- **WHAT IS EXPECTED**
Please copy out all lines of the entries that contain the word "SeqCst".

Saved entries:
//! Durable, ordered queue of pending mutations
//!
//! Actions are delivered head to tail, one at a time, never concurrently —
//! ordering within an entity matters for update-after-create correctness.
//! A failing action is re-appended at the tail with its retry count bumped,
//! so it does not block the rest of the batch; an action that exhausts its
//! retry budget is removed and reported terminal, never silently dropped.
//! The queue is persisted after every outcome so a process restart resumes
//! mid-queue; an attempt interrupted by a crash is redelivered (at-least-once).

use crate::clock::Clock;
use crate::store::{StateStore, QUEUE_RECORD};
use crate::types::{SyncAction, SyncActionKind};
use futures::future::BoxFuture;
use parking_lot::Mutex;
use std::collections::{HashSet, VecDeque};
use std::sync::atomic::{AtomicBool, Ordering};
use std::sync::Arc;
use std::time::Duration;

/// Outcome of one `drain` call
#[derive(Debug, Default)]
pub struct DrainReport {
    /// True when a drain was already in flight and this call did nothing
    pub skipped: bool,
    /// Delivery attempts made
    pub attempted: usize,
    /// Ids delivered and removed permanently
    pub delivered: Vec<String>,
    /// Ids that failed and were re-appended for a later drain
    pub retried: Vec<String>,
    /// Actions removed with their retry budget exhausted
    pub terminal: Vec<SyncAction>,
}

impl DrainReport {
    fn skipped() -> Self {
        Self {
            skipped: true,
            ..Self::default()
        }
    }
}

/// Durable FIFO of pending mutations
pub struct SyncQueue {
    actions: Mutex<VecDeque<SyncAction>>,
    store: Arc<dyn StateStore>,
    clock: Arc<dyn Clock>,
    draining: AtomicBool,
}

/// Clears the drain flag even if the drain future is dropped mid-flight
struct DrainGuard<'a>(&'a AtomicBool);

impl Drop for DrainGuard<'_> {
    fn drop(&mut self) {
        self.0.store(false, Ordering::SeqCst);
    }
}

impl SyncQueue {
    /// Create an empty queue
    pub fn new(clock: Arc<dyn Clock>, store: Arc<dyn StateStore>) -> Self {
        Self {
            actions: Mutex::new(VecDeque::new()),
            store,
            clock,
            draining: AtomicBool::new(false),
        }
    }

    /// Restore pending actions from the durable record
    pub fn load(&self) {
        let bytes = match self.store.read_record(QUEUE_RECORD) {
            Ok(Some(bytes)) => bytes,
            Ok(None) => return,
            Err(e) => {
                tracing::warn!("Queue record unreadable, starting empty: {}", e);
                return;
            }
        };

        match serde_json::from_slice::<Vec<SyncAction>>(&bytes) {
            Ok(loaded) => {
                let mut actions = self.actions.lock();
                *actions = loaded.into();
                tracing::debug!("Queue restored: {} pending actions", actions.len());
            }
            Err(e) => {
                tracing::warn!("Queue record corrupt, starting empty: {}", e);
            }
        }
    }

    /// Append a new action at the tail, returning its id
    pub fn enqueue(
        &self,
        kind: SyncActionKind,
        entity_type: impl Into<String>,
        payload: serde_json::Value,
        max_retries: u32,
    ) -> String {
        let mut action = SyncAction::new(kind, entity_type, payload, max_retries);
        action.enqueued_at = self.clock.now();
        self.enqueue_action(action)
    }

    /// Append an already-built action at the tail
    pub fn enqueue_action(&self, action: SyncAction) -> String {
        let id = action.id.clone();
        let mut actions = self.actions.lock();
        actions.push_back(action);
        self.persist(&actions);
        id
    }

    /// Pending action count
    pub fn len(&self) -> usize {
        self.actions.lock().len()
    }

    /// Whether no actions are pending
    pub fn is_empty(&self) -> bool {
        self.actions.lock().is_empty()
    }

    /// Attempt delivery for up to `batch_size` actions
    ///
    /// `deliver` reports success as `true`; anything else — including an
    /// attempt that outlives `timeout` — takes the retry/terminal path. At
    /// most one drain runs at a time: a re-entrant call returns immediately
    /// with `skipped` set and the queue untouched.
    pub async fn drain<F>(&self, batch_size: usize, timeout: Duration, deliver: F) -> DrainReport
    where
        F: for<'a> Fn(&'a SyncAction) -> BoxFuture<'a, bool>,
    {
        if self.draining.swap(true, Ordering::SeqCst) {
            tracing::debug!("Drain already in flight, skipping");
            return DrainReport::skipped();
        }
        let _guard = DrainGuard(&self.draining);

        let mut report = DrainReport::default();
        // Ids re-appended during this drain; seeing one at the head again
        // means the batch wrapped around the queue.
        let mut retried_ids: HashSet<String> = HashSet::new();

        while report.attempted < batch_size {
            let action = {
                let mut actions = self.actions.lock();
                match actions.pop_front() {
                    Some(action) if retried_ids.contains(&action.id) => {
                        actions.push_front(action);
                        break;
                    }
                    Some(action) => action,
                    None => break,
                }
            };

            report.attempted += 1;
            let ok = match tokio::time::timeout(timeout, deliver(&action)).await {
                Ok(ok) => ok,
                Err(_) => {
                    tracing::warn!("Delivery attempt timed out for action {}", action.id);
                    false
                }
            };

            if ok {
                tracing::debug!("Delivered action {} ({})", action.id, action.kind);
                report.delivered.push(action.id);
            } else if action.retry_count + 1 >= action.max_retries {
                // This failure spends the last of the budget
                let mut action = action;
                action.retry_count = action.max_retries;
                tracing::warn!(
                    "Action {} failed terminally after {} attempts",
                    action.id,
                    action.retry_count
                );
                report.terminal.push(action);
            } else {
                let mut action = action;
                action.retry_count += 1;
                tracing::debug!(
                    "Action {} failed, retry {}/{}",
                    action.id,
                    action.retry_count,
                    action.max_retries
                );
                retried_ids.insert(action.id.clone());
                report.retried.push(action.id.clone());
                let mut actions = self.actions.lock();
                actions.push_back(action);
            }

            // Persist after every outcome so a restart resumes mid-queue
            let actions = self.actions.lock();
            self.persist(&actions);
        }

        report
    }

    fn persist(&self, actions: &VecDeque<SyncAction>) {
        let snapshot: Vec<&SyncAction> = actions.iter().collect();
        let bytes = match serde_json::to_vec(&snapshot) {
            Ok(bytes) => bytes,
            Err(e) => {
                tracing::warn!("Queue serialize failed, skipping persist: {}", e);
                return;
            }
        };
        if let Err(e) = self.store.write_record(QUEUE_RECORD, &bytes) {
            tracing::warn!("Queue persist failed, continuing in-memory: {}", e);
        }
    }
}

- **EXERCISE OUTPUT**
        self.0.store(false, Ordering::SeqCst);
        if self.draining.swap(true, Ordering::SeqCst) {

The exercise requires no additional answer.